The non-giant telson flexor motor neurones (A-C are Lucifer Yellow injections). (A) An anterior G6FMC motor neurone. (B) An FMC7. (C) An FPI6. Note that for each neurone the dendrites are primarily ipsilateral to the axon. (D) Reconstruction from a series of cross sections to show the position of FMC6 dendrites. (E) Neuropile recording of FF5. (i) MG input; (ii) LG input. (F) Neuropile recording of FF6. (i) MG input; (ii) LG input. Note correspondence of impulses in the connectives with components of the EPSPs. Amplitude of EPSP components changes, but overall composition is the same. MG and LG inputs are nearly the same. The pattern of input is dealt with in the next paper (Dumont & Wine, 1986a). Abbreviations are explained in the text.

These five features were previously established for anterior FFs as follows: 1, 3, Kennedy & Takeda (1965); 2, Miller et al. (1985); 4, Roberts et al. (1982); 5, Mittenthal & Wine (1978).

These six motor neurones form three pairs within the soma map: one pair is in the anterior contralateral cluster, one is in the posterior contralateral cluster, and the third pair forms the ipsilateral cluster.

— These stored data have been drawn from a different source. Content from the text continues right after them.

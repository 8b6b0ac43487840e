//! Raw per-frame inputs handed over by the frame source.
//!
//! Maps may have different resolutions; they are co-registered with the camera
//! image and sampled by normalized texture coordinate `uv = pixel / resolution`
//! using nearest-neighbour lookup.

use crate::error::{FusionError, Result};
use glam::{Mat3, Mat4, Vec2, Vec3};
use serde::{Deserialize, Serialize};

/// Sensor confidence levels as reported by the depth camera.
pub mod confidence {
    pub const LOW: u8 = 0;
    pub const MEDIUM: u8 = 1;
    pub const HIGH: u8 = 2;

    /// Maps a discrete level to [0, 1]. Levels above `HIGH` saturate.
    #[inline]
    pub fn normalize(level: u8) -> f32 {
        level.min(HIGH) as f32 / HIGH as f32
    }
}

#[inline(always)]
fn texel(uv: Vec2, width: u32, height: u32) -> usize {
    let ix = ((uv.x * width as f32) as usize).min(width.saturating_sub(1) as usize);
    let iy = ((uv.y * height as f32) as usize).min(height.saturating_sub(1) as usize);
    iy * width as usize + ix
}

fn check_len(what: &'static str, expected: usize, actual: usize) -> Result<()> {
    if expected != actual || expected == 0 {
        return Err(FusionError::MalformedFrame {
            what,
            expected,
            actual,
        });
    }
    Ok(())
}

/// Row-major depth in meters.
///
/// Deserialization goes through [`DepthMap::new`], so a decoded map always
/// holds `width * height` values.
#[derive(Debug, Clone, PartialEq, Serialize, Deserialize)]
#[serde(try_from = "RawDepthMap")]
pub struct DepthMap {
    width: u32,
    height: u32,
    values: Vec<f32>,
}

#[derive(Deserialize)]
struct RawDepthMap {
    width: u32,
    height: u32,
    values: Vec<f32>,
}

impl TryFrom<RawDepthMap> for DepthMap {
    type Error = FusionError;

    fn try_from(raw: RawDepthMap) -> Result<Self> {
        Self::new(raw.width, raw.height, raw.values)
    }
}

impl DepthMap {
    pub fn new(width: u32, height: u32, values: Vec<f32>) -> Result<Self> {
        check_len("depth map", width as usize * height as usize, values.len())?;
        Ok(Self {
            width,
            height,
            values,
        })
    }

    pub fn width(&self) -> u32 {
        self.width
    }

    pub fn height(&self) -> u32 {
        self.height
    }

    pub fn values(&self) -> &[f32] {
        &self.values
    }

    #[inline]
    pub fn sample(&self, uv: Vec2) -> f32 {
        self.values[texel(uv, self.width, self.height)]
    }
}

/// Row-major discrete confidence levels (see [`confidence`]).
#[derive(Debug, Clone, PartialEq)]
pub struct ConfidenceMap {
    width: u32,
    height: u32,
    levels: Vec<u8>,
}

impl ConfidenceMap {
    pub fn new(width: u32, height: u32, levels: Vec<u8>) -> Result<Self> {
        check_len("confidence map", width as usize * height as usize, levels.len())?;
        Ok(Self {
            width,
            height,
            levels,
        })
    }

    /// A 1x1 map reporting `level` everywhere.
    pub fn uniform(level: u8) -> Self {
        Self {
            width: 1,
            height: 1,
            levels: vec![level],
        }
    }

    /// Normalized confidence at `uv`.
    #[inline]
    pub fn sample(&self, uv: Vec2) -> f32 {
        confidence::normalize(self.levels[texel(uv, self.width, self.height)])
    }
}

/// Packed 8-bit RGB, row-major. Built by [`ColorImage::rgb8`].
#[derive(Debug, Clone, PartialEq)]
pub struct Rgb8Image {
    width: u32,
    height: u32,
    data: Vec<u8>,
}

/// Bi-planar full-range YCbCr 4:2:0: a full-resolution luma plane plus a
/// half-resolution plane of interleaved (Cb, Cr) pairs. Built by
/// [`ColorImage::ycbcr`].
#[derive(Debug, Clone, PartialEq)]
pub struct YCbCrImage {
    width: u32,
    height: u32,
    luma: Vec<u8>,
    chroma: Vec<u8>,
}

/// Camera color image.
#[derive(Debug, Clone, PartialEq)]
pub enum ColorImage {
    Rgb8(Rgb8Image),
    YCbCr(YCbCrImage),
    /// One color everywhere; used when the source has no camera image.
    Solid(Vec3),
}

impl ColorImage {
    pub fn rgb8(width: u32, height: u32, data: Vec<u8>) -> Result<Self> {
        check_len("rgb image", width as usize * height as usize * 3, data.len())?;
        Ok(ColorImage::Rgb8(Rgb8Image {
            width,
            height,
            data,
        }))
    }

    pub fn ycbcr(width: u32, height: u32, luma: Vec<u8>, chroma: Vec<u8>) -> Result<Self> {
        check_len("luma plane", width as usize * height as usize, luma.len())?;
        let (cw, ch) = Self::chroma_dims(width, height);
        check_len("chroma plane", cw as usize * ch as usize * 2, chroma.len())?;
        Ok(ColorImage::YCbCr(YCbCrImage {
            width,
            height,
            luma,
            chroma,
        }))
    }

    /// Size of the subsampled chroma plane for a `width` x `height` image.
    #[inline]
    pub fn chroma_dims(width: u32, height: u32) -> (u32, u32) {
        (width.div_ceil(2), height.div_ceil(2))
    }

    /// Linear RGB in [0, 1] at `uv`.
    pub fn sample(&self, uv: Vec2) -> Vec3 {
        match self {
            ColorImage::Rgb8(Rgb8Image {
                width,
                height,
                data,
            }) => {
                let i = texel(uv, *width, *height) * 3;
                Vec3::new(data[i] as f32, data[i + 1] as f32, data[i + 2] as f32) / 255.0
            }
            ColorImage::YCbCr(YCbCrImage {
                width,
                height,
                luma,
                chroma,
            }) => {
                let y = luma[texel(uv, *width, *height)] as f32 / 255.0;
                let (cw, ch) = Self::chroma_dims(*width, *height);
                let c = texel(uv, cw, ch) * 2;
                let cb = chroma[c] as f32 / 255.0;
                let cr = chroma[c + 1] as f32 / 255.0;
                ycbcr_to_rgb(y, cb, cr)
            }
            ColorImage::Solid(c) => *c,
        }
    }
}

/// Full-range BT.601 conversion on [0, 1] components.
#[inline]
pub fn ycbcr_to_rgb(y: f32, cb: f32, cr: f32) -> Vec3 {
    Vec3::new(
        y + 1.402 * cr - 0.701,
        y - 0.3441 * cb - 0.7141 * cr + 0.5291,
        y + 1.772 * cb - 0.886,
    )
    .clamp(Vec3::ZERO, Vec3::ONE)
}

/// Inverse of [`ycbcr_to_rgb`], for producing test and synthetic imagery.
#[inline]
pub fn rgb_to_ycbcr(rgb: Vec3) -> Vec3 {
    let y = 0.299 * rgb.x + 0.587 * rgb.y + 0.114 * rgb.z;
    let cb = (rgb.z - y) / 1.772 + 0.5;
    let cr = (rgb.x - y) / 1.402 + 0.5;
    Vec3::new(y, cb, cr).clamp(Vec3::ZERO, Vec3::ONE)
}

/// Everything the fusion step consumes for one frame.
#[derive(Debug, Clone)]
pub struct CameraFrame {
    pub depth: DepthMap,
    pub confidence: ConfidenceMap,
    pub color: ColorImage,
    pub projection: Mat4,
    /// World-to-camera.
    pub view: Mat4,
    /// Sensor-to-camera, see [`crate::transform`].
    pub device_transform: Mat4,
    pub intrinsics: Mat3,
    /// Camera image size in pixels; intrinsics are expressed at this size.
    pub resolution: Vec2,
}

Segmental origins of the telson flexor motor neurones

The morphology of the motor neurones and their positions within G6 enable us to establish their ganglia of origin. In each of the anterior five abdominal ganglia there is one cluster of motor neurones with posteriorly directed, decussating axons. This cluster, termed the FMC group (flexors: medial contralateral, based on soma position; Mittenthal & Wine, 1978), consists of the MoG, the FI and two non-giant fast flexor motor neurones termed FMCs (Fig. ID). The FMC group is highly conserved, being found in thoracic as well as all abdominal segments (Crabtree, 1981). Our evidence shows that it is also conserved in both the sixth and seventh Segments, since each MoG-FI pair in the terminal ganglion is adjacent to two otherion-giant telson flexor motor neurones (see Figs 3B, 6D, 8A,B). Furthermore, all the G6 motor neurones in the anterior cluster cross the midline in the same anterior commissure, whereas all the motor neurones in the posterior cluster cross the midline in a posterior commissure. Our study of the embryonic terminal ganglion indicated that the anterior posterior position of the commissures reflects their ganglion of origin. This has now been confirmed in the adult by Kondoh & Hisada (1986). We conclude that the anterior and posterior clusters are the FMC groups derived from the ancestral sixth and seventh ganglia, respectively. We have therefore called the non-giant flexor motor neurones in the anterior cluster FMC6s and those in the posterior cluster FMC7s.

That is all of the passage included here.